EVPN Centralized Routing with Arista EOS

TL&DR: SIP of Networking Was an Understatement 🤦‍♂️

A month ago, I described ARP issues in EVPN centralized routing design, and Naveen Kumar Devaraj was kind enough to add some Arista EOS implementation details. Today, let’s explore what EVPN routes Arista EOS generates in that scenario. We’ll use a very simple lab topology with a spine switch acting as a router. The leaf switches are layer-2 switches.

Packet forwarding in centralized routing design

Packet forwarding in centralized routing design

When the lab is started, all switches advertise IMET routes for the attached VLANs:

EVPN IMET routes advertised by Arista EOS switches
l1#show bgp evpn
BGP routing table information for VRF default
Router identifier 10.0.0.2, local AS number 65000
Route status codes: * - valid, > - active, S - Stale, E - ECMP head, e - ECMP
                    c - Contributing to ECMP, % - Pending best path selection
Origin codes: i - IGP, e - EGP, ? - incomplete
AS Path Attributes: Or-ID - Originator ID, C-LST - Cluster List, LL Nexthop - Link Local Nexthop

          Network                Next Hop              Metric  LocPref Weight  Path
 * >      RD: 10.0.0.1:1000 imet 10.0.0.1
                                 10.0.0.1              -       100     0       i
 * >      RD: 10.0.0.1:1001 imet 10.0.0.1
                                 10.0.0.1              -       100     0       i
 * >      RD: 10.0.0.2:1000 imet 10.0.0.2
                                 -                     -       -       0       i
 * >      RD: 10.0.0.3:1001 imet 10.0.0.3
                                 10.0.0.3              -       100     0       i

The leaf switches are advertising one IMET route each (they have a single MAC-VRF instance), the spine switch is advertising two IMET routes (it has two MAC-VRF instances within an IP-VRF instance).

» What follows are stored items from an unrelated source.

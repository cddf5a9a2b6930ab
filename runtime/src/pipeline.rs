//! The scan pipeline: sitemap -> pages -> classes -> CSV.
//!
//! Stages run strictly one after another and every failure is fatal. The
//! browser is only launched once the sitemap has resolved, and it is closed
//! again whether or not the page loop succeeded.

use crate::acquisition::http_client::HttpClient;
use crate::cartography::sitemap::SitemapResolver;
use crate::config::ScanConfig;
use crate::export::csv::write_csv;
use crate::extraction::above_fold::extract_page;
use crate::extraction::class_set::ClassSet;
use crate::renderer::{RenderError, Renderer};
use anyhow::{Context, Result};
use std::future::Future;
use std::path::PathBuf;
use std::time::{Duration, Instant};
use tracing::{debug, info, warn};

/// What a finished scan produced.
#[derive(Debug, Clone)]
pub struct ScanSummary {
    pub sitemap_url: String,
    pub pages_visited: usize,
    pub class_count: usize,
    pub output_path: PathBuf,
    pub elapsed: Duration,
}

/// Resolve the configured sitemap into unique page URLs.
pub async fn resolve_urls(config: &ScanConfig) -> Result<Vec<String>> {
    let client = HttpClient::new(&config.user_agent, config.fetch_timeout)
        .context("building HTTP client")?;
    let urls = SitemapResolver::new(&client, config.max_sitemap_depth)
        .resolve(&config.sitemap_url)
        .await?;
    Ok(urls)
}

/// Visit every URL on one page of `renderer` and gather above-fold classes.
///
/// The page is closed before returning, on success and on failure.
pub async fn scrape_classes(
    renderer: &dyn Renderer,
    config: &ScanConfig,
    urls: &[String],
) -> Result<ClassSet, RenderError> {
    let mut context = renderer.new_context().await?;

    info!(
        "Starting up with UserAgent {}, ViewportHeight: {} ViewportWidth: {}...",
        config.user_agent, config.viewport.height, config.viewport.width
    );

    let timeout_ms = config.navigation_timeout.as_millis() as u64;
    let mut scraped = async {
        context.set_user_agent(&config.user_agent).await?;

        let mut all = ClassSet::new();
        for url in urls {
            let page = extract_page(context.as_mut(), url, config.viewport, timeout_ms).await?;
            if page.final_url != page.url {
                info!("{} redirected to {}", page.url, page.final_url);
            }
            let added = all.merge(&page.classes);
            debug!(
                "{}: {} above-fold classes ({added} new) from {} classed elements in {}ms",
                page.url,
                page.classes.len(),
                page.elements_measured,
                page.load_time_ms
            );
        }
        Ok::<ClassSet, RenderError>(all)
    }
    .await;

    if let Err(e) = context.close().await {
        warn!("closing page: {e}");
        if scraped.is_ok() {
            scraped = Err(e);
        }
    }
    scraped
}

/// Run a whole scan. `launch` starts the browser once URLs are known.
pub async fn run_scan<L, F>(config: &ScanConfig, launch: L) -> Result<ScanSummary>
where
    L: FnOnce() -> F,
    F: Future<Output = Result<Box<dyn Renderer>, RenderError>>,
{
    let start = Instant::now();

    let urls = resolve_urls(config).await.context("resolving sitemap")?;
    if urls.is_empty() {
        warn!("sitemap {} lists no pages", config.sitemap_url);
    }

    let renderer = launch().await.context("launching browser")?;
    let scraped = scrape_classes(renderer.as_ref(), config, &urls).await;
    let shutdown = renderer.shutdown().await;
    let classes = scraped.context("extracting above-fold classes")?;
    shutdown.context("closing browser")?;

    info!(
        "All Classes: {:?}",
        classes.iter().collect::<Vec<_>>()
    );

    let class_count = classes.len();
    let output_path = write_csv(&config.output_dir, &config.sitemap_url, classes)
        .context("writing CSV")?;

    Ok(ScanSummary {
        sitemap_url: config.sitemap_url.clone(),
        pages_visited: urls.len(),
        class_count,
        output_path,
        elapsed: start.elapsed(),
    })
}
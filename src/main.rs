//! CLI entry point for the campus line check.
//!
//! Provides subcommands for reading a location's line stats, voting on a
//! line, polling every location on an interval, checking posting
//! eligibility, and using the exchange board.

use anyhow::{Context, Result, bail};
use chrono::Utc;
use clap::{Parser, Subcommand, ValueEnum};
use line_check::backend::Backends;
use line_check::clock::{Clock, SystemClock};
use line_check::config::Config;
use line_check::eligibility::EligibilityPolicy;
use line_check::exchange::{ExchangeBoard, NewPost, POST_LIST_LIMIT};
use line_check::linecheck::{LineCheckAggregator, LineSnapshot, ReportIngestion};
use line_check::output::{append_record, print_json, print_summary};
use line_check::report::Location;
use std::ffi::OsStr;
use std::path::Path;
use std::sync::Arc;
use tracing::Instrument;
use tracing::{error, info, warn};
use tracing_subscriber::{
    EnvFilter, Layer,
    fmt::{self, format::FmtSpan},
    layer::SubscriberExt,
    util::SubscriberInitExt,
};

#[derive(Parser)]
#[command(name = "line_check")]
#[command(about = "Crowdsourced dining line checks for campus", long_about = None)]
struct Cli {
    #[command(subcommand)]
    command: Commands,
}

#[derive(Clone, Copy, ValueEnum)]
enum Format {
    Text,
    Json,
}

#[derive(Clone, Copy, ValueEnum)]
enum Vote {
    /// The line is long
    Long,
    /// The line is short
    Short,
}

#[derive(Subcommand)]
enum Commands {
    /// Show how busy a location's line is over the last 30 minutes
    Stats {
        /// Location name or slug (e.g. "Chick-fil-A", "williams")
        #[arg(value_name = "LOCATION")]
        location: String,

        #[arg(short, long, value_enum, default_value_t = Format::Text)]
        format: Format,

        /// CSV file to append the reading to
        #[arg(short, long)]
        output: Option<String>,
    },
    /// Report whether a location's line is long or short
    Report {
        #[arg(value_name = "LOCATION")]
        location: String,

        #[arg(value_enum)]
        vote: Vote,
    },
    /// Poll every known location, logging a reading each round
    Watch {
        /// Seconds between rounds
        #[arg(short = 'r', long, default_value_t = 60)]
        sample_rate: u64,

        /// Number of rounds (0 = infinite)
        #[arg(short = 'n', long, default_value_t = 1)]
        num_samples: usize,

        /// Maximum number of concurrent stats queries
        #[arg(short, long, default_value_t = 2)]
        concurrency: usize,

        /// CSV file to append readings to
        #[arg(short, long)]
        output: Option<String>,
    },
    /// Check whether an email address may post
    CheckEmail {
        #[arg(value_name = "EMAIL")]
        email: String,
    },
    /// Add a post to the exchange board
    ExchangePost {
        #[arg(short, long)]
        title: String,

        #[arg(short, long, default_value = "")]
        body: String,

        /// sale, study group, or other
        #[arg(short, long, default_value = "sale")]
        kind: String,

        #[arg(short = 'C', long, default_value = "")]
        contact: String,
    },
    /// List the newest exchange posts
    ExchangeList {
        #[arg(short, long, default_value_t = POST_LIST_LIMIT)]
        limit: usize,
    },
}

#[tokio::main]
async fn main() -> Result<()> {
    dotenvy::dotenv().ok(); // Load .env file

    // Logging setup: colored stderr + JSON rolling log file
    let log_file_path =
        std::env::var("LOG_FILE_PATH").unwrap_or_else(|_| "logs/line_check.log".to_string());
    let log_dir = Path::new(&log_file_path)
        .parent()
        .unwrap_or(Path::new("logs"));
    let log_file_name = Path::new(&log_file_path)
        .file_name()
        .unwrap_or(OsStr::new("line_check.log"));

    let file_appender = tracing_appender::rolling::daily(log_dir, log_file_name);
    let (non_blocking_file, _file_guard) = tracing_appender::non_blocking(file_appender);

    let stderr_layer = fmt::layer()
        .with_target(true)
        .with_span_events(FmtSpan::CLOSE)
        .with_ansi(true)
        .with_writer(std::io::stderr)
        .with_filter(EnvFilter::from_env("RUST_LOG").add_directive("info".parse()?));

    let json_layer = fmt::layer()
        .json()
        .with_current_span(true)
        .with_span_list(true)
        .with_writer(non_blocking_file)
        .with_filter(EnvFilter::from_env("RUST_LOG_JSON").add_directive("debug".parse()?));

    tracing_subscriber::registry()
        .with(stderr_layer)
        .with(json_layer)
        .init();

    let cli = Cli::parse();
    let config = Config::from_env()?;
    let clock: Arc<dyn Clock> = Arc::new(SystemClock);

    match cli.command {
        Commands::Stats {
            location,
            format,
            output,
        } => {
            let backends = Backends::open(&config, clock.clone())?;
            let aggregator = LineCheckAggregator::new(backends.reports, clock.clone());
            let location = location_name(&location);

            let stats = aggregator.get_stats(&location).await;
            let snapshot = LineSnapshot::new(&location, stats, clock.now());
            match format {
                Format::Text => print_summary(&snapshot),
                Format::Json => print_json(&snapshot)?,
            }
            if let Some(path) = output {
                append_record(&path, &snapshot)?;
            }
        }
        Commands::Report { location, vote } => {
            let backends = Backends::open(&config, clock.clone())?;
            let ingestion = ReportIngestion::new(backends.reports.clone());
            let aggregator = LineCheckAggregator::new(backends.reports, clock.clone());
            let location = location_name(&location);

            let is_long = matches!(vote, Vote::Long);
            if !ingestion.submit_report(&location, is_long).await {
                bail!("Could not submit. Check your connection and try again.");
            }

            // Re-read so the voter sees the reading including their own vote.
            let stats = aggregator.get_stats(&location).await;
            print_summary(&LineSnapshot::new(&location, stats, clock.now()));
        }
        Commands::Watch {
            sample_rate,
            num_samples,
            concurrency,
            output,
        } => {
            let backends = Backends::open(&config, clock.clone())?;
            let aggregator = LineCheckAggregator::new(backends.reports, clock.clone());
            watch(aggregator, clock, sample_rate, num_samples, concurrency, output).await?;
        }
        Commands::CheckEmail { email } => {
            let policy = EligibilityPolicy::new(config.student_email_suffix.clone());
            if policy.allows(&email) {
                info!(email = %email.trim(), "Eligible to post");
            } else {
                warn!(email = %email.trim(), suffix = policy.suffix(), "Not eligible: use your student email");
            }
        }
        Commands::ExchangePost {
            title,
            body,
            kind,
            contact,
        } => {
            let backends = Backends::open(&config, clock)?;
            let board = ExchangeBoard::new(backends.posts);
            let post = NewPost {
                title,
                body,
                kind: kind.parse()?,
                contact,
            };
            if !board.add_post(&post).await {
                bail!("Could not post. Check your connection and try again.");
            }
        }
        Commands::ExchangeList { limit } => {
            let backends = Backends::open(&config, clock)?;
            let board = ExchangeBoard::new(backends.posts);

            let posts = board.recent_posts(limit).await;
            info!(count = posts.len(), "Exchange posts");
            for post in &posts {
                info!(
                    id = %post.id,
                    kind = %post.kind,
                    contact = %post.contact,
                    posted = %post.timestamp,
                    "{}: {}",
                    post.title,
                    post.body
                );
            }
        }
    }

    Ok(())
}

/// Resolves a known location's slug or name to its stored name. Anything else
/// passes through untouched, since stores accept any location key.
fn location_name(raw: &str) -> String {
    match raw.parse::<Location>() {
        Ok(location) => location.name().to_string(),
        Err(_) => {
            warn!(location = raw, "Not a known location, querying it as given");
            raw.trim().to_string()
        }
    }
}

/// Reads every known location each round, concurrently, appending readings
/// to `output` when given.
#[tracing::instrument(skip(aggregator, clock, output))]
async fn watch(
    aggregator: LineCheckAggregator,
    clock: Arc<dyn Clock>,
    sample_rate: u64,
    num_samples: usize,
    concurrency: usize,
    output: Option<String>,
) -> Result<()> {
    if concurrency == 0 {
        bail!("concurrency must be at least 1");
    }
    if num_samples == 0 {
        info!(sample_rate, "Sampling infinitely. Press Ctrl+C to stop.");
    } else {
        info!(num_samples, sample_rate, "Starting sample collection");
    }

    let semaphore = Arc::new(tokio::sync::Semaphore::new(concurrency));
    let mut sample_count = 0;

    loop {
        // Check if we've reached the sample limit (0 = infinite)
        if num_samples > 0 && sample_count >= num_samples {
            break;
        }
        sample_count += 1;

        info!(sample = sample_count, started = %Utc::now(), "Starting sample round");

        let mut tasks = vec![];
        for location in Location::ALL {
            let sem = semaphore.clone();
            let aggregator = aggregator.clone();
            let clock = clock.clone();

            let span = tracing::info_span!("watch_location", location = %location);

            let task = tokio::spawn(
                async move {
                    let _permit = sem.acquire().await.ok()?;

                    let stats = aggregator.get_stats(location.name()).await;
                    let snapshot = LineSnapshot::new(location.name(), stats, clock.now());
                    print_summary(&snapshot);
                    Some(snapshot)
                }
                .instrument(span),
            );
            tasks.push(task);
        }

        // Readings are written one at a time, in location order, once the round is in.
        let mut snapshots = Vec::with_capacity(tasks.len());
        for task in tasks {
            if let Some(snapshot) = task.await.context("watch task panicked")? {
                snapshots.push(snapshot);
            }
        }
        if let Some(path) = &output {
            for snapshot in &snapshots {
                if let Err(e) = append_record(path, snapshot) {
                    error!(error = %e, location = %snapshot.location, "Failed to write reading");
                }
            }
        }

        // If not the last sample, wait before next iteration
        if num_samples == 0 || sample_count < num_samples {
            info!(sample_rate, "Waiting before next sample");
            tokio::time::sleep(tokio::time::Duration::from_secs(sample_rate)).await;
        }
    }

    info!("Finished watching");
    Ok(())
}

Next, let’s ping the default gateway (the spine switch) from one of the hosts:

HB1 pinging the default gateway IP address on Spine
hb1:/# ip route
default via 192.168.121.1 dev eth0
10.0.0.0/24 via 172.16.1.1 dev eth1
10.1.0.0/16 via 172.16.1.1 dev eth1
10.2.0.0/24 via 172.16.1.1 dev eth1
172.16.0.0/16 via 172.16.1.1 dev eth1
172.16.1.0/24 dev eth1 scope link  src 172.16.1.4
192.168.121.0/24 dev eth0 scope link  src 192.168.121.104
hb1:/# ping 172.16.1.1 -c 3
PING 172.16.1.1 (172.16.1.1): 56 data bytes
64 bytes from 172.16.1.1: seq=0 ttl=64 time=14.586 ms
64 bytes from 172.16.1.1: seq=1 ttl=64 time=2.449 ms
64 bytes from 172.16.1.1: seq=2 ttl=64 time=2.351 ms

Before HB1 could send an IP packet to Spine, it had to send an ARP request. Spine could either use ARP gleaning or do an independent ARP resolution when replying to the ICMP Echo request. Regardless of those details, the ARP cache on Spine now contains an entry for HB1:

ARP cache for HB1 in Tenant VRF on Spine
spine#show arp vrf tenant
Legend:
 not learned: Associated MAC address is not present in the MAC address table
 -: Static (configuration or programmed by feature)
Address         Age (sec)  Hardware Addr   Interface
172.16.1.4        0:02:48  aac1.ab85.ab1f  Vlan1001, Vxlan1

The ARP entry belongs to the interface Vlan1001 and is reachable over VXLAN. No surprises there.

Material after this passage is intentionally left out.